My wife has known me for thirty years now, and knows that I hate alcohol and am absolutely not interested in doing anything that would involve gin and glitter. But she would laugh at the picture, knowing that someone had got me somehow. And she would tease me mercilessly about it.
BT would be hiding in his basement, for fear of the water balloon deluge coming his way. He would be looking for an umbrella sturdy enough to weather the storm, knowing that such an umbrella didn't exist. And then, he would start figuring out how to appease my desire for revenge. I'm thinking some good ribeyes and a day of fishing somewhere where the fish are huge and plentiful, and hungry, with BT paying for it from his vast wealth.
Hey, this is all fantasy so he's got vast amounts of wealth and a private pontoon plane that can fly us up into some forgotten lake in Canada.
And BT is seriously hoping that I don't get in touch with his wife, to give her pointers.
But it's all good, Bucky.

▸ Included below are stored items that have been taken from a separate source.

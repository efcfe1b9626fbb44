use axum::{
    extract::{rejection::JsonRejection, Path, State},
    Extension, Json,
};
use rust_decimal::Decimal;
use serde::{Deserialize, Serialize};
use std::collections::HashMap;

use super::mission_actor;
use crate::app::AppState;
use crate::authz::AuthzError;
use crate::database::models::{Mission, MissionChanges, MissionDetail, MissionStatus, NewMission};
use crate::error::ApiError;
use crate::middleware::{ApiResponse, ApiResult, AuthenticatedActor};
use crate::services::{authorize_mutation, creation_owner, CascadeOutcome};
use crate::types::{ClientId, MissionId};

#[derive(Debug, Deserialize)]
#[serde(rename_all = "camelCase")]
pub struct CreateMissionRequest {
    pub client_id: Option<ClientId>,
    #[serde(default)]
    pub status: MissionStatus,
    pub daily_rate: Decimal,
    pub timeframe: i32,
    pub description: String,
}

#[derive(Debug, Serialize)]
pub struct DeletedMission {
    pub id: MissionId,
    pub deleted: bool,
}

/// GET /api/missions
pub async fn list(State(state): State<AppState>) -> ApiResult<Vec<Mission>> {
    let missions = state.missions.list_missions().await?;
    Ok(ApiResponse::success(missions))
}

/// GET /api/missions/:id - mission with its contract and payments
pub async fn get(State(state): State<AppState>, Path(id): Path<String>) -> ApiResult<MissionDetail> {
    let id = MissionId::new(id);
    let detail = state
        .missions
        .mission_detail(&id)
        .await?
        .ok_or_else(|| ApiError::not_found(format!("mission {} not found", id)))?;
    Ok(ApiResponse::success(detail))
}

/// POST /api/missions
pub async fn create(
    State(state): State<AppState>,
    Extension(actor): Extension<AuthenticatedActor>,
    body: Result<Json<CreateMissionRequest>, JsonRejection>,
) -> ApiResult<Mission> {
    let Json(request) = body.map_err(|e| ApiError::bad_request(e.body_text()))?;
    validate_create(&request)?;

    let acting = mission_actor(&state, &actor).await?;
    let client_id = creation_owner(&acting, request.client_id)?;

    let mission = state
        .missions
        .create_mission(NewMission {
            client_id,
            status: request.status,
            daily_rate: request.daily_rate,
            timeframe: request.timeframe,
            description: request.description,
        })
        .await?;

    tracing::info!("{} created mission {} for client {}", actor.identity, mission.id, mission.client_id);
    Ok(ApiResponse::created(mission))
}

/// PUT /api/missions/:id
pub async fn update(
    State(state): State<AppState>,
    Extension(actor): Extension<AuthenticatedActor>,
    Path(id): Path<String>,
    body: Result<Json<MissionChanges>, JsonRejection>,
) -> ApiResult<Mission> {
    let Json(changes) = body.map_err(|e| ApiError::bad_request(e.body_text()))?;
    if changes.is_empty() {
        return Err(ApiError::bad_request("no fields to update"));
    }
    validate_changes(&changes)?;

    let id = MissionId::new(id);
    let acting = mission_actor(&state, &actor).await?;
    authorize_mutation(state.missions.as_ref(), &acting, &id).await?;

    let mission = state
        .missions
        .update_mission(&id, changes)
        .await?
        .ok_or_else(|| ApiError::not_found(format!("mission {} not found", id)))?;
    Ok(ApiResponse::success(mission))
}

/// DELETE /api/missions/:id - ownership check, then cascade delete
pub async fn delete(
    State(state): State<AppState>,
    Extension(actor): Extension<AuthenticatedActor>,
    Path(id): Path<String>,
) -> ApiResult<DeletedMission> {
    let id = MissionId::new(id);
    let acting = mission_actor(&state, &actor).await?;
    authorize_mutation(state.missions.as_ref(), &acting, &id).await?;

    match state.cascade.delete_mission_cascade(&id).await {
        CascadeOutcome::Deleted => Ok(ApiResponse::success(DeletedMission { id, deleted: true })),
        // Gone between the guard and the cascade
        CascadeOutcome::NotFound => Err(AuthzError::NotFound(format!("mission {}", id)).into()),
        CascadeOutcome::PartialFailure { step, cause } => {
            Err(AuthzError::CascadeStepFailure { step, cause }.into())
        }
    }
}

fn validate_create(request: &CreateMissionRequest) -> Result<(), ApiError> {
    let mut field_errors = HashMap::new();
    if request.daily_rate <= Decimal::ZERO {
        field_errors.insert("dailyRate".to_string(), "must be greater than zero".to_string());
    }
    if request.timeframe <= 0 {
        field_errors.insert("timeframe".to_string(), "must be at least one day".to_string());
    }
    if request.description.trim().is_empty() {
        field_errors.insert("description".to_string(), "must not be empty".to_string());
    }
    into_validation_result(field_errors)
}

fn validate_changes(changes: &MissionChanges) -> Result<(), ApiError> {
    let mut field_errors = HashMap::new();
    if matches!(changes.daily_rate, Some(rate) if rate <= Decimal::ZERO) {
        field_errors.insert("dailyRate".to_string(), "must be greater than zero".to_string());
    }
    if matches!(changes.timeframe, Some(days) if days <= 0) {
        field_errors.insert("timeframe".to_string(), "must be at least one day".to_string());
    }
    if matches!(&changes.description, Some(d) if d.trim().is_empty()) {
        field_errors.insert("description".to_string(), "must not be empty".to_string());
    }
    into_validation_result(field_errors)
}

fn into_validation_result(field_errors: HashMap<String, String>) -> Result<(), ApiError> {
    if field_errors.is_empty() {
        Ok(())
    } else {
        Err(ApiError::validation_error("invalid mission", Some(field_errors)))
    }
}
use axum::{
    extract::{Request, State},
    middleware::Next,
    response::{IntoResponse, Response},
};

use super::auth::{extract_bearer_token, AuthenticatedActor, VerifiedIdentity};
use crate::app::AppState;
use crate::authz::{normalize_path, AuthzError};
use crate::error::ApiError;

/// Route gate applied to every request.
///
/// Public paths pass straight through. Enrollment paths need a verified
/// identity token only. Everything else needs a verified identity token, a
/// resolved role, and a policy pattern matching the normalized path.
/// Anything short of that is denied.
pub async fn authorize_request(State(state): State<AppState>, mut request: Request, next: Next) -> Response {
    let path = normalize_path(request.uri().path());

    if state.engine.is_public(&path) {
        return next.run(request).await;
    }

    let identity = match extract_bearer_token(request.headers()) {
        Ok(token) => match state.verifier.verify(token) {
            Ok(identity) => identity,
            Err(e) => {
                tracing::debug!(path = %path, "rejecting identity token: {}", e);
                return ApiError::from(AuthzError::Unauthenticated).into_response();
            }
        },
        Err(msg) => {
            tracing::debug!(path = %path, "no identity token: {}", msg);
            return ApiError::from(AuthzError::Unauthenticated).into_response();
        }
    };

    if state.engine.is_enrollment(&path) {
        tracing::debug!(identity = %identity, path = %path, "enrollment request");
        request.extensions_mut().insert(VerifiedIdentity(identity));
        return next.run(request).await;
    }

    let role = state.roles.resolve(&identity).await;
    if let Some(err) = state.engine.authorize(role, &path).into_error(role, &path) {
        tracing::info!(identity = %identity, path = %path, "request denied");
        return ApiError::from(err).into_response();
    }

    // into_error returned None, so a role is present
    let Some(role) = role else {
        return ApiError::from(AuthzError::NoRole).into_response();
    };

    request
        .extensions_mut()
        .insert(AuthenticatedActor { identity, role });
    next.run(request).await
}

I forgive you for your impetuously boyish behavior. Let's go to the hottub and fire up the grill. We'll have a cooking throwdown and invite Mudbug and freinds to be the judges. I'm thinking crown rib..., pork crown rib. How's that sound to you?
Oh, and did I tell you how wonderfully devilish your wife sounds? She absolutely bust a gut at some of the ideas I gave her. Interesting woman.
And one more thing BT, I won't put rocks in your Holloween bag this year.